Mas para as agências de publicidade, pelo menos para grande parte delas, não é tão fácil dividir a criação – seu grande ativo – com outros agentes. Ainda há um certo receio de se dividir a ficha técnica da criatividade de algum projeto. Isso, no entanto, não é um problema para Gut, lançada há pouco mais de um ano com um olhar mais flexível em relação a esse tipo de possibilidade criativa. “É enriquecedor levar o conceito do cliente para trabalharmos junto com influenciadores e outros produtores, todo mundo sai ganhando. E a própria agência ganha criativamente, porque você agrega visões de pessoas que não aquelas que estão pensando atrás da mesa, com ar condicionado na cara. Temos consciência de que devemos treinar nossa escuta e saber recuar”, pontuou Camila Paier, sênior community manager da Gut.

O Creative Shop do Facebook, que tem um time bastante enxuto, já traz em seu DNA a colaboração nos processos de criação. “Como ex-criativa de agência, eu costumava criar com meu dupla ou sozinha. Era um processo muito solitário, que troca pouco com outras cabeças. Além disso, dentro de uma estrutura de agência não há ainda profissionais que representem a diversidade, trata-se de um ambiente ainda bastante elitista, excludente. Mas eu já tinha consciência de que não é possível correr o risco de falar por alguém e essa pessoa não se sentir parte da conversa”, destacou Yuri Mussoly, creative strategist do Creative Shop.

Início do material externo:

//! Agent configuration and logging.
//!
//! The token is required and must never reach logs or error text; the
//! endpoint URL carries it only as the socket query parameter.

use std::fs::OpenOptions;
use std::io::{self, Write};
use std::sync::{Arc, Mutex};
use std::time::Duration;

use clap::Parser;
use thiserror::Error;
use tracing_subscriber::{fmt::writer::BoxMakeWriter, EnvFilter};
use url::Url;

use rsm_core::policy::CommandPolicy;

/// Per-stream ceiling on captured output, protecting the coordinator's
/// store from runaway commands.
pub const MAX_OUTPUT_BYTES: usize = 1024 * 1024;

#[derive(Parser, Debug)]
#[command(name = "rsm-agent")]
pub struct Args {
    /// Coordinator socket URL, e.g. ws://host:8700/ws (or RSM_SERVER_URL).
    #[arg(long, default_value = "")]
    pub server_url: String,
    /// Device token (or RSM_TOKEN).
    #[arg(long, default_value = "")]
    pub token: String,
    #[arg(long, default_value_t = 30)]
    pub ping_interval: u64,
    #[arg(long, default_value_t = 1000)]
    pub reconnect_initial_ms: u64,
    #[arg(long, default_value_t = 60000)]
    pub reconnect_cap_ms: u64,
    #[arg(long, default_value_t = 1000)]
    pub max_command_length: usize,
    #[arg(long, default_value_t = false)]
    pub allow_shell_operators: bool,
    #[arg(long, default_value_t = false)]
    pub allow_list_enabled: bool,
    #[arg(long, default_value = "")]
    pub allow_list: String,
    #[arg(long, default_value_t = 30)]
    pub max_timeout: u32,
    #[arg(long, default_value = "")]
    pub log_file: String,
    #[arg(long, default_value_t = false)]
    pub debug: bool,
}

#[derive(Debug, Error)]
pub enum ConfigError {
    #[error("device token is required (set --token or RSM_TOKEN)")]
    MissingToken,
    #[error("invalid server url: {0}")]
    InvalidUrl(#[from] url::ParseError),
}

#[derive(Debug, Clone)]
pub struct AgentConfig {
    /// Socket endpoint with the token appended as a query parameter.
    pub endpoint: Url,
    pub policy: CommandPolicy,
    pub ping_interval: Duration,
    pub reconnect_initial: Duration,
    pub reconnect_cap: Duration,
    pub max_output_bytes: usize,
    pub log_file: String,
    pub debug: bool,
}

pub fn load_config() -> Result<AgentConfig, ConfigError> {
    let args = Args::parse();
    from_args(args)
}

fn from_args(args: Args) -> Result<AgentConfig, ConfigError> {
    let token = resolve(&args.token, "RSM_TOKEN", "");
    if token.is_empty() {
        return Err(ConfigError::MissingToken);
    }
    let raw_url = resolve(&args.server_url, "RSM_SERVER_URL", "ws://127.0.0.1:8700/ws");
    let mut endpoint = Url::parse(&raw_url)?;
    endpoint.query_pairs_mut().append_pair("token", &token);

    let policy = CommandPolicy {
        max_length: args.max_command_length,
        allow_list_enabled: args.allow_list_enabled,
        allow_list: args
            .allow_list
            .split(',')
            .map(str::trim)
            .filter(|entry| !entry.is_empty())
            .map(str::to_string)
            .collect(),
        allow_shell_operators: args.allow_shell_operators,
        max_timeout_seconds: args.max_timeout,
        ..CommandPolicy::default()
    };

    Ok(AgentConfig {
        endpoint,
        policy,
        ping_interval: Duration::from_secs(args.ping_interval),
        reconnect_initial: Duration::from_millis(args.reconnect_initial_ms),
        reconnect_cap: Duration::from_millis(args.reconnect_cap_ms),
        max_output_bytes: MAX_OUTPUT_BYTES,
        log_file: resolve(&args.log_file, "RSM_LOG_FILE", ""),
        debug: args.debug || env_true("RSM_DEBUG"),
    })
}

fn resolve(flag: &str, env_key: &str, default: &str) -> String {
    if !flag.trim().is_empty() {
        return flag.to_string();
    }
    if let Ok(value) = std::env::var(env_key) {
        if !value.trim().is_empty() {
            return value;
        }
    }
    default.to_string()
}

fn env_true(key: &str) -> bool {
    match std::env::var(key) {
        Ok(value) => matches!(
            value.trim().to_lowercase().as_str(),
            "1" | "true" | "yes" | "on"
        ),
        Err(_) => false,
    }
}

pub struct LogGuard {
    file: Option<Arc<Mutex<std::fs::File>>>,
}

struct TeeWriter {
    stdout: io::Stdout,
    file: Option<Arc<Mutex<std::fs::File>>>,
}

impl Write for TeeWriter {
    fn write(&mut self, buf: &[u8]) -> io::Result<usize> {
        let _ = self.stdout.write_all(buf);
        if let Some(file) = &self.file {
            if let Ok(mut file) = file.lock() {
                let _ = file.write_all(buf);
            }
        }
        Ok(buf.len())
    }

    fn flush(&mut self) -> io::Result<()> {
        let _ = self.stdout.flush();
        if let Some(file) = &self.file {
            if let Ok(mut file) = file.lock() {
                let _ = file.flush();
            }
        }
        Ok(())
    }
}

pub fn init_logging(config: &AgentConfig) -> Option<LogGuard> {
    let level = if config.debug {
        "debug".to_string()
    } else if let Ok(level) = std::env::var("RSM_LOG_LEVEL") {
        level
    } else {
        "info".to_string()
    };
    let filter = EnvFilter::try_from_default_env().unwrap_or_else(|_| EnvFilter::new(level));

    let file = if config.log_file.trim().is_empty() {
        None
    } else {
        match OpenOptions::new()
            .create(true)
            .append(true)
            .open(&config.log_file)
        {
            Ok(file) => Some(Arc::new(Mutex::new(file))),
            Err(err) => {
                eprintln!("log_file_error: {err}");
                None
            }
        }
    };
    let guard = LogGuard { file: file.clone() };
    let make_writer = BoxMakeWriter::new(move || TeeWriter {
        stdout: io::stdout(),
        file: file.clone(),
    });
    let subscriber = tracing_subscriber::fmt()
        .with_env_filter(filter)
        .with_writer(make_writer)
        .finish();
    if tracing::subscriber::set_global_default(subscriber).is_err() {
        return None;
    }
    Some(guard)
}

Na casa nova, eu me encontrei. Temos o DNA da colaboração, não queremos fazer campanhas, mas trazer pessoas diversas falando sobre tema específicos para marcas dispostas a ouvir”, continuou. “Com esse case de Mercado Livre foram dois dias de cocriação em que todas as pontas se sentiram abraçadas”, completou Yuri.

Para encerrar o painel, Theo Rocha convidou cada pessoa do público que ouvia o debate a fazer a diferença em seu próprio espaço de trabalho e de influência. “Acreditem que vocês podem mudar as coisas. Cada atitude das empresas, das agências, é feita por um monte de gente. Uma pessoa começa uma luta e uma empresa toda muda”, defendeu. “Precisamos refletir sobre o poder que a gente tem nos lugares em que a gente está. Se você recebe um job, você tem poder para falar que aquilo tem que ser diferente, que é necessário convidar tal pessoa para sentar e criar junto, que a mensagem está enviesada. Temos que falar, até por necessidade de existência. Se você é a favor da inclusão, não vamos esquecer que nossas atitudes são políticas. Vamos usá-las para mudar as coisas”.